Ela não disse nada, apenas me puxou para mais perto e, sem mais nem menos, me abraçou. Foi um abraço caloroso, natural. Senti a sensação de que de alguma maneira finalmente eu estava no lugar certo.
A caminhada até a praia foi leve, divertida. Nossos pés afundavam na areia e eu não conseguia parar de sorrir. Celine estava radiante, com uma energia que eu não sabia de onde vinha, mas que me contagiava de forma deliciosa.
Achamos um lugar na areia. Catherine tirou a parte de cima do biquini e “ficou de topless”, mas deitou de bruços em uma toalha, escondendo seus seios fartos. Jorge sentou na cadeira e disse que iria entrar na agua depois.
Celine me convidou para entrar na agua. Deixei minha sacolas com eles e fui.

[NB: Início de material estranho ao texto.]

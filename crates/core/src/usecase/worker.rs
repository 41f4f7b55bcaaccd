use std::future::Future;
use std::sync::Arc;
use std::time::Duration;

use chrono::Utc;
use tokio::sync::watch;
use tokio::task::JoinHandle;

use crate::domain::engine::{
    AudioArtifact, CloneRequest, ClonedVoice, EngineError, EngineKind, ResolvedVoice,
    SynthesisRequest,
};
use crate::domain::error::{ErrorKind, JobFailure, ManagerError, StoreError};
use crate::domain::job::{AttemptOutcome, EngineAttempt, Job, JobMode, JobOutput, JobStatus, VoiceRef};
use crate::domain::settings::EnginesConfig;
use crate::domain::voice::VoiceProfile;
use crate::infra::artifacts::ArtifactStore;
use crate::infra::metrics::Metrics;
use crate::infra::queue::TaskQueue;
use crate::infra::storage::VoiceProfileRepository;
use crate::infra::tts::EngineFactory;
use crate::usecase::circuit_breaker::BreakerRegistry;
use crate::usecase::job_manager::JobManager;
use crate::usecase::retry::{MemoryReclaimer, Outcome, RetryPolicy, needs_reclaim};
use crate::usecase::router::{EngineDecision, EngineRouter};

/// 1試行の失敗（どの段階で起きたかを保持）
#[derive(Debug)]
struct AttemptFailure {
    error: EngineError,
    during_clone: bool,
}

impl AttemptFailure {
    fn clone_phase(error: EngineError) -> Self {
        Self {
            error,
            during_clone: true,
        }
    }

    fn synthesis(error: EngineError) -> Self {
        Self {
            error,
            during_clone: false,
        }
    }

    fn failure(&self) -> JobFailure {
        self.error.to_failure(self.during_clone)
    }
}

/// エンジンが作ったもの（プロファイル確定前）
struct Produced {
    artifact: AudioArtifact,
    clone: Option<ClonedVoice>,
}

/// 1配信の処理結果。キューへの ack を決める。
#[derive(Debug, Clone, Copy, PartialEq, Eq)]
pub enum Processed {
    /// ジョブは終端に達したか、この配信では扱う必要がない。ack する。
    Done,
    /// ジョブはまだ終わっていない。ack せず可視性期限後の再配信に任せる。
    Deferred,
}

/// ワーカーが使う共有部品
pub struct ProcessorDeps {
    pub manager: Arc<JobManager>,
    pub voices: VoiceProfileRepository,
    pub artifacts: ArtifactStore,
    pub factory: Arc<EngineFactory>,
    pub breakers: Arc<BreakerRegistry>,
    pub router: Arc<EngineRouter>,
    pub reclaimer: Arc<dyn MemoryReclaimer>,
    pub metrics: Arc<Metrics>,
    pub retry: RetryPolicy,
    pub engines: EnginesConfig,
    pub voice_ttl_secs: u64,
}

/// ジョブ1件を claim から終端状態まで進める
pub struct JobProcessor {
    deps: ProcessorDeps,
    invocation_timeout: Duration,
}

Quando chegamos ao mar, ela deu uma risadinha safada, me puxando para dentro da água. O frio da água gelada me fez dar um pequeno grito, mas logo tudo ficou secundário. Ela estava rindo, com os olhos brilhando, e eu não consegui evitar me perder naquele olhar. Fui entrando mais fundo, a água já na altura da cintura, e a risada de Celine ecoava ao meu redor. Eu nunca tinha me sentido tão leve, tão feliz, como se eu estivesse simplesmente sendo eu mesma, sem pressões, sem expectativas.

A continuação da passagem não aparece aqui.